The rules have been tightened after a filly owned by the current chairman of the club tested positive for an anabolic steroid in an out-of-competition test in December 2013, and six other horses came under the scanner for doping infringements last year.
“We follow the rules set by the international authorities, but our ways are still 25 years old. Technology has improved, so we’re going to collaborate with scientists and veterinarian surgeons from here and abroad to develop a suitable procedure and follow the best practices,” said Khushroo Dhunjibhoy, chairman, RWITC, which is one of the oldest horse-racing clubs in India.
Dhunjibhoy owns Bull Eye, the filly that tested positive for Boldenone two years ago. Bulls Eye left the Nanoli stud farm in Lonavala after clearing a dope test but tested positive before entering renowned trainer Pesi Shroff’s stables in Mumbai.
The tightened rules have ensured that the horses are constantly under watch this time. For instance, the movement of Mumbai-based thoroughbreds between the shelters at the race course and their stud farms have been restricted. Earlier, the horses could move freely between the race course’s shelters and the stud farms for recovery or even training, with permission from the RWITC stewards.
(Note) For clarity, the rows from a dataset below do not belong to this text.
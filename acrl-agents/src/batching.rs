use acrl_candle_lm::actor_critic::ActorCritic;
use acrl_core::{
    policy::{Policy, ValueFunction},
    rng::RNG,
    trajectory::TrajectoryBuffer,
};
use anyhow::Result;
use candle_core::Tensor;
use rand::seq::SliceRandom;

/// One minibatch, every tensor already on the model device.
pub struct Batch {
    pub observations: Tensor,
    pub actions: Tensor,
    pub returns: Tensor,
    pub advantages: Tensor,
    pub logp_old: Tensor,
}

/// The history of one iteration stacked onto the model device, with returns, advantages and the
/// log probabilities of the behaviour policy computed once up front.
pub struct PreparedRollout {
    observations: Tensor,
    actions: Tensor,
    returns: Tensor,
    advantages: Tensor,
    logp_old: Tensor,
    len: usize,
}

impl PreparedRollout {
    pub fn new(
        history: &TrajectoryBuffer,
        model: &ActorCritic,
        gamma: f32,
        lamda: f32,
        normalize_advantages: bool,
    ) -> Result<Self> {
        let device = model.device();
        let observations = history.stacked_states()?.to_device(device)?;
        let actions = history.stacked_actions()?.to_device(device)?;
        let values = model
            .critic
            .calculate_values(&observations)?
            .to_vec1::<f32>()?;
        let (returns, mut advantages) = history.gae(&values, gamma, lamda)?;
        if normalize_advantages {
            advantages.normalize();
        }
        let len = history.len();
        let returns = Tensor::from_slice(returns.as_slice(), len, device)?;
        let advantages = Tensor::from_slice(advantages.as_slice(), len, device)?;
        let logp_old = model.actor.log_probs(&observations, &actions)?.detach();
        Ok(Self {
            observations,
            actions,
            returns,
            advantages,
            logp_old,
            len,
        })
    }

    pub(crate) fn len(&self) -> usize {
        self.len
    }

    /// Shuffled minibatches of `batch_size` covering every sample once. The last batch holds the
    /// remainder.
    pub fn batches(&self, batch_size: usize) -> BatchIterator<'_> {
        let mut indicies: Vec<u32> = (0..self.len as u32).collect();
        RNG.with_borrow_mut(|rng| indicies.shuffle(rng));
        BatchIterator {
            rollout: self,
            indicies,
            batch_size: batch_size.max(1),
            current: 0,
        }
    }

    fn select(&self, indicies: &[u32]) -> Result<Batch> {
        let device = self.observations.device();
        let index = Tensor::from_slice(indicies, indicies.len(), device)?;
        Ok(Batch {
            observations: self.observations.index_select(&index, 0)?,
            actions: self.actions.index_select(&index, 0)?,
            returns: self.returns.index_select(&index, 0)?,
            advantages: self.advantages.index_select(&index, 0)?,
            logp_old: self.logp_old.index_select(&index, 0)?,
        })
    }
}

pub struct BatchIterator<'a> {
    rollout: &'a PreparedRollout,
    indicies: Vec<u32>,
    batch_size: usize,
    current: usize,
}

impl Iterator for BatchIterator<'_> {
    type Item = Result<Batch>;

    fn next(&mut self) -> Option<Self::Item> {
        if self.current >= self.indicies.len() {
            return None;
        }
        let end = (self.current + self.batch_size).min(self.indicies.len());
        let batch_indicies = &self.indicies[self.current..end];
        self.current = end;
        Some(self.rollout.select(batch_indicies))
    }
}

#[cfg(test)]
mod tests {
    use super::*;
    use acrl_candle_lm::ModelConfig;
    use acrl_core::{env::state_tensor, rng};
    use candle_core::Device;

    fn history(len: usize) -> Result<TrajectoryBuffer> {
        let mut history = TrajectoryBuffer::default();
        for t in 0..len {
            let mask = if t + 1 == len { 0. } else { 1. };
            history.store_history(
                state_tensor(vec![0.])?,
                state_tensor(vec![t as f32, 1.])?,
                1.,
                mask,
            );
        }
        Ok(history)
    }

    fn model() -> Result<ActorCritic> {
        let config = ModelConfig {
            hidden_size: vec![4],
            ..Default::default()
        };
        ActorCritic::build(2, 1, &config, 1e-3, 1e-3, None, &Device::Cpu)
    }

    #[test]
    fn batches_cover_every_sample_once() -> Result<()> {
        rng::seed(3);
        let prepared = PreparedRollout::new(&history(10)?, &model()?, 0.99, 0.95, false)?;
        let batches = prepared.batches(4).collect::<Result<Vec<_>>>()?;
        let sizes: Vec<usize> = batches
            .iter()
            .map(|b| b.observations.dim(0))
            .collect::<candle_core::Result<_>>()?;
        assert_eq!(sizes, vec![4, 4, 2]);
        let mut seen: Vec<f32> = batches
            .iter()
            .map(|b| b.observations.narrow(1, 0, 1)?.flatten_all()?.to_vec1::<f32>())
            .collect::<candle_core::Result<Vec<_>>>()?
            .concat();
        seen.sort_by(f32::total_cmp);
        assert_eq!(seen, (0..10).map(|t| t as f32).collect::<Vec<_>>());
        Ok(())
    }

    #[test]
    fn normalized_advantages_have_zero_mean() -> Result<()> {
        let prepared = PreparedRollout::new(&history(6)?, &model()?, 0.99, 0.95, true)?;
        let mean = prepared.advantages.mean_all()?.to_scalar::<f32>()?;
        assert!(mean.abs() < 1e-5);
        assert_eq!(prepared.len(), 6);
        Ok(())
    }

    #[test]
    fn empty_history_cannot_be_prepared() -> Result<()> {
        let prepared = PreparedRollout::new(&TrajectoryBuffer::default(), &model()?, 0.99, 0.95, true);
        assert!(prepared.is_err());
        Ok(())
    }
}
The RWITC is also trying to update its testing methods, and hopes to conclusively prove whether or not the six horses that came under the scanner last year actually flouted rules or were affected by contaminated ground water. Established safeguards, including random testing of horses, are already in place, but the club’s former chairman Vivek Jain said that “no stone should be left unturned in this fight” against doping. “The Indian Derby draws crowds and is a big event. Any untoward incident will tarnish the image of the sport in India,” he added.
Doping in horse racing isn’t an India-specific problem, though. Two years ago, famed Dubai-based horse racing stable Godolphin was at the heart of a major scandal when 11 of its horses tested positive for banned anabolic steroids. Presently, investigations are on in Australia regarding five horses failing drug tests.